Stored items:
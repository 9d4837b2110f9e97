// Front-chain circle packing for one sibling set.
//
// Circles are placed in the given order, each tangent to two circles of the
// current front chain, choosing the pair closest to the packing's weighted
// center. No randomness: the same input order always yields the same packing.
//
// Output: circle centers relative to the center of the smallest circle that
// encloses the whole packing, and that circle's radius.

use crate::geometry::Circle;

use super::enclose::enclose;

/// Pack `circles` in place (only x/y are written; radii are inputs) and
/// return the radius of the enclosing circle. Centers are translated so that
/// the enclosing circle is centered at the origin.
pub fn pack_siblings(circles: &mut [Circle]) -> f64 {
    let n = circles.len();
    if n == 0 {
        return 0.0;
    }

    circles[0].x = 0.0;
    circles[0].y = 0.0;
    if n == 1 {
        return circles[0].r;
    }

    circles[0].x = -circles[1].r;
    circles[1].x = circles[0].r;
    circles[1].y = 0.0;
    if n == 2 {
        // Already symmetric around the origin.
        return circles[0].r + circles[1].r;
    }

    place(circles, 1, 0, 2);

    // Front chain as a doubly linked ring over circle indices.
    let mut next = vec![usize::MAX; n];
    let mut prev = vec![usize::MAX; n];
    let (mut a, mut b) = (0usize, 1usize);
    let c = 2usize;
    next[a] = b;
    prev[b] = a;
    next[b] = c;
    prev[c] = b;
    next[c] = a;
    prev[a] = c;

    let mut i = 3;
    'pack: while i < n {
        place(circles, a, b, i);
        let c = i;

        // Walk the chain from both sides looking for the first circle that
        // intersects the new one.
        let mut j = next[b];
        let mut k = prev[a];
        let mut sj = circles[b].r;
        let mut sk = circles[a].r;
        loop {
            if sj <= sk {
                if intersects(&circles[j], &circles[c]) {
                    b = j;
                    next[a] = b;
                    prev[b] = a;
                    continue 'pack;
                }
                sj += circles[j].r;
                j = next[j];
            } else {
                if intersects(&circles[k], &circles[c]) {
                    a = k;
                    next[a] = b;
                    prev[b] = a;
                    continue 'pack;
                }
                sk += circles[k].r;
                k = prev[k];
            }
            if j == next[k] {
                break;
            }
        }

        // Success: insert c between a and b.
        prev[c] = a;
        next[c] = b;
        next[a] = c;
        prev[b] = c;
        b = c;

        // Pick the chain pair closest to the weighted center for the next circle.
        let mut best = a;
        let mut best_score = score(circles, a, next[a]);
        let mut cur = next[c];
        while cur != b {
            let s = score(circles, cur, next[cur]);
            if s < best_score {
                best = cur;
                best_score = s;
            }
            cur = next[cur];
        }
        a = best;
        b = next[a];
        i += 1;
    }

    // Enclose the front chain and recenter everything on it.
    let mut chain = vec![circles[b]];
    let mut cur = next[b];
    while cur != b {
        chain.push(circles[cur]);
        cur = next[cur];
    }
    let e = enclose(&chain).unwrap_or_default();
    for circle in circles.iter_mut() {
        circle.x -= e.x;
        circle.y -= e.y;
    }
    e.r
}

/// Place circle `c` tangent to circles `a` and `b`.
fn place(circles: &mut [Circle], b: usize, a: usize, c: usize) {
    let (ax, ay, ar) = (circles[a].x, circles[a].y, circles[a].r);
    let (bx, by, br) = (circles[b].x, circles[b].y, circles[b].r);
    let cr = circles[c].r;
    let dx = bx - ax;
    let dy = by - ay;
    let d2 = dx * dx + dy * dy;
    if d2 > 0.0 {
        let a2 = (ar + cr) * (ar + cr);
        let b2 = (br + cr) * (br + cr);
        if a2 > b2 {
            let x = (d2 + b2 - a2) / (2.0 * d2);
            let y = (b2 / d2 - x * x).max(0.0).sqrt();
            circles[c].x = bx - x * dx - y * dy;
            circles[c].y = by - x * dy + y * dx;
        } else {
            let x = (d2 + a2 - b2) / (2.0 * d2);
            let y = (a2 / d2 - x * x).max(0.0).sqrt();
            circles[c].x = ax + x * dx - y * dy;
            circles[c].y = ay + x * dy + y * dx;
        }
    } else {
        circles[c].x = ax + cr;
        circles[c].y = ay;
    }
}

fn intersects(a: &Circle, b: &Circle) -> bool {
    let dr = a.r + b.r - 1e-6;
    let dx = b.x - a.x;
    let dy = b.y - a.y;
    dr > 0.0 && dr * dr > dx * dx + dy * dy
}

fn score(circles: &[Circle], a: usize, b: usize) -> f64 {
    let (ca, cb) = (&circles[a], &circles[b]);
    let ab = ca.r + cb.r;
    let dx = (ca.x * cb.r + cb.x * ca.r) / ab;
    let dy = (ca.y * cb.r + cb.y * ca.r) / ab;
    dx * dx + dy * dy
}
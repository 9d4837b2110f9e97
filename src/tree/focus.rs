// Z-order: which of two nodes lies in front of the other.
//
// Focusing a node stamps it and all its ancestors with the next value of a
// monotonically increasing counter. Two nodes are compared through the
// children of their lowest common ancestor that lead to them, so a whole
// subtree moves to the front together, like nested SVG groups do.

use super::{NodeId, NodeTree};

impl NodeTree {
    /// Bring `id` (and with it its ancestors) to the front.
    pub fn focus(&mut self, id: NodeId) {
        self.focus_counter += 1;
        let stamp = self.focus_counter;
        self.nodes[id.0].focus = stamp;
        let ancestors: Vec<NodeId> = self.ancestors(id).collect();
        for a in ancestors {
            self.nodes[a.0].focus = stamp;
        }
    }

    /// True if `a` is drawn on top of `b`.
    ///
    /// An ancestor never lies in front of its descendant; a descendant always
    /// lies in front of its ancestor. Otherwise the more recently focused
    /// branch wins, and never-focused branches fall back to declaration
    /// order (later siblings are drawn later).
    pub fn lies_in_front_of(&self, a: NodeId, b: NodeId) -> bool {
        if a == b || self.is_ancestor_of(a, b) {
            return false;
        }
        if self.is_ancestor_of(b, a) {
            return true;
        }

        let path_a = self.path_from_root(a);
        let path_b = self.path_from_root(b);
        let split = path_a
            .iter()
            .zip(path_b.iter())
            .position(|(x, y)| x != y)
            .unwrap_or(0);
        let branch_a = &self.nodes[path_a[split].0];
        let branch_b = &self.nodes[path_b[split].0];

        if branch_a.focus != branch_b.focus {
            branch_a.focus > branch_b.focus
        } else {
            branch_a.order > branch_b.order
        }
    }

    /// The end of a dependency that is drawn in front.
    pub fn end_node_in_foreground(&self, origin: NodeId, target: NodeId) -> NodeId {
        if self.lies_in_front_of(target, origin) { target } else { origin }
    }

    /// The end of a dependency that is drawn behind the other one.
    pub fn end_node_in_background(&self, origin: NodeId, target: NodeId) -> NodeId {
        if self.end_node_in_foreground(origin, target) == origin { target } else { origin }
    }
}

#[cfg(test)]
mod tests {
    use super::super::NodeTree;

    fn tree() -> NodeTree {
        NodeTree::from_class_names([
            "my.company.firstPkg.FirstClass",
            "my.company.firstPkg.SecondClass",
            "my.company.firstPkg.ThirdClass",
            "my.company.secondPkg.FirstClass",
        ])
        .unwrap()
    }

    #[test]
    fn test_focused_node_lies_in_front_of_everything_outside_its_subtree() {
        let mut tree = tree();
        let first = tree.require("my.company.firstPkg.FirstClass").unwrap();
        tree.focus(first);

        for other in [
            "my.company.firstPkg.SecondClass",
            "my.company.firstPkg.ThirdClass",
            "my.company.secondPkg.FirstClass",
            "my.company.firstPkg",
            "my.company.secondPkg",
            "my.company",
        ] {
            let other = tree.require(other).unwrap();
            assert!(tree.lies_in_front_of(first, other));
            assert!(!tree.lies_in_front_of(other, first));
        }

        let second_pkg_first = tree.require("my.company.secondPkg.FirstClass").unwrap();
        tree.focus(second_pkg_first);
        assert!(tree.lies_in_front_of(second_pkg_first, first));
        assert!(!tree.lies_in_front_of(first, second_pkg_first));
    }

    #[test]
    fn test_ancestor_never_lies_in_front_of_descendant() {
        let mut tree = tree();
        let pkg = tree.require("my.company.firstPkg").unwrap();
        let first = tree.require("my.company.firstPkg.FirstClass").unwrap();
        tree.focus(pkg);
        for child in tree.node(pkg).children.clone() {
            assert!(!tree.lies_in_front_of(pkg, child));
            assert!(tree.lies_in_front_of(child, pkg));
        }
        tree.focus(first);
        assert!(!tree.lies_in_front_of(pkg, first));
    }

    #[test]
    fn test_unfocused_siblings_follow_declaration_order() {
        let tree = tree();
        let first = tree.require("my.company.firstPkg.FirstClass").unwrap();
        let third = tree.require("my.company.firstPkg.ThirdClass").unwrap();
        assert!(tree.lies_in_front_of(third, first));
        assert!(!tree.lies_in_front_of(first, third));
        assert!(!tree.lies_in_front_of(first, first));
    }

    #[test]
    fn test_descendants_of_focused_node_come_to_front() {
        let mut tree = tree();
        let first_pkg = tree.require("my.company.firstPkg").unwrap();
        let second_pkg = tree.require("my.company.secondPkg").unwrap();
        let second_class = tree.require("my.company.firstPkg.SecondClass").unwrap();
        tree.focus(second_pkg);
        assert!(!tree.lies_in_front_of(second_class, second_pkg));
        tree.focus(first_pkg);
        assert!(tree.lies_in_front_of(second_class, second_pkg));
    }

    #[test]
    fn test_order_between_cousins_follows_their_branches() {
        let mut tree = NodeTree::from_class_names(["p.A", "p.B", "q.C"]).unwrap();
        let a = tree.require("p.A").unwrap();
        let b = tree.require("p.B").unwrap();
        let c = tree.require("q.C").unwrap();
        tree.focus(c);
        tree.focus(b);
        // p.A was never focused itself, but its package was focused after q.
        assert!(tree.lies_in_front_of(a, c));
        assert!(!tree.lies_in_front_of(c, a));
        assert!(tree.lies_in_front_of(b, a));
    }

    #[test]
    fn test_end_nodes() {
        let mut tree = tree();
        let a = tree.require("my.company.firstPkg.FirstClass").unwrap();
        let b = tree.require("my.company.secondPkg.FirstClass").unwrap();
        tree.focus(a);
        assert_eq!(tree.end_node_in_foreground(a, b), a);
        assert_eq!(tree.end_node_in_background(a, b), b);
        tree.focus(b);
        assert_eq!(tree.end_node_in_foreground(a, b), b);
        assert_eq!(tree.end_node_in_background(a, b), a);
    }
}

Exercise objective - Starting with the first line of the records above, give back each line exactly until the line with "the packing's weighted" has been given as well.

Solution to the exercise -
repository 9d4837b2110f9e97
// Front-chain circle packing for one sibling set.
//
// Circles are placed in the given order, each tangent to two circles of the
// current front chain, choosing the pair closest to the packing's weighted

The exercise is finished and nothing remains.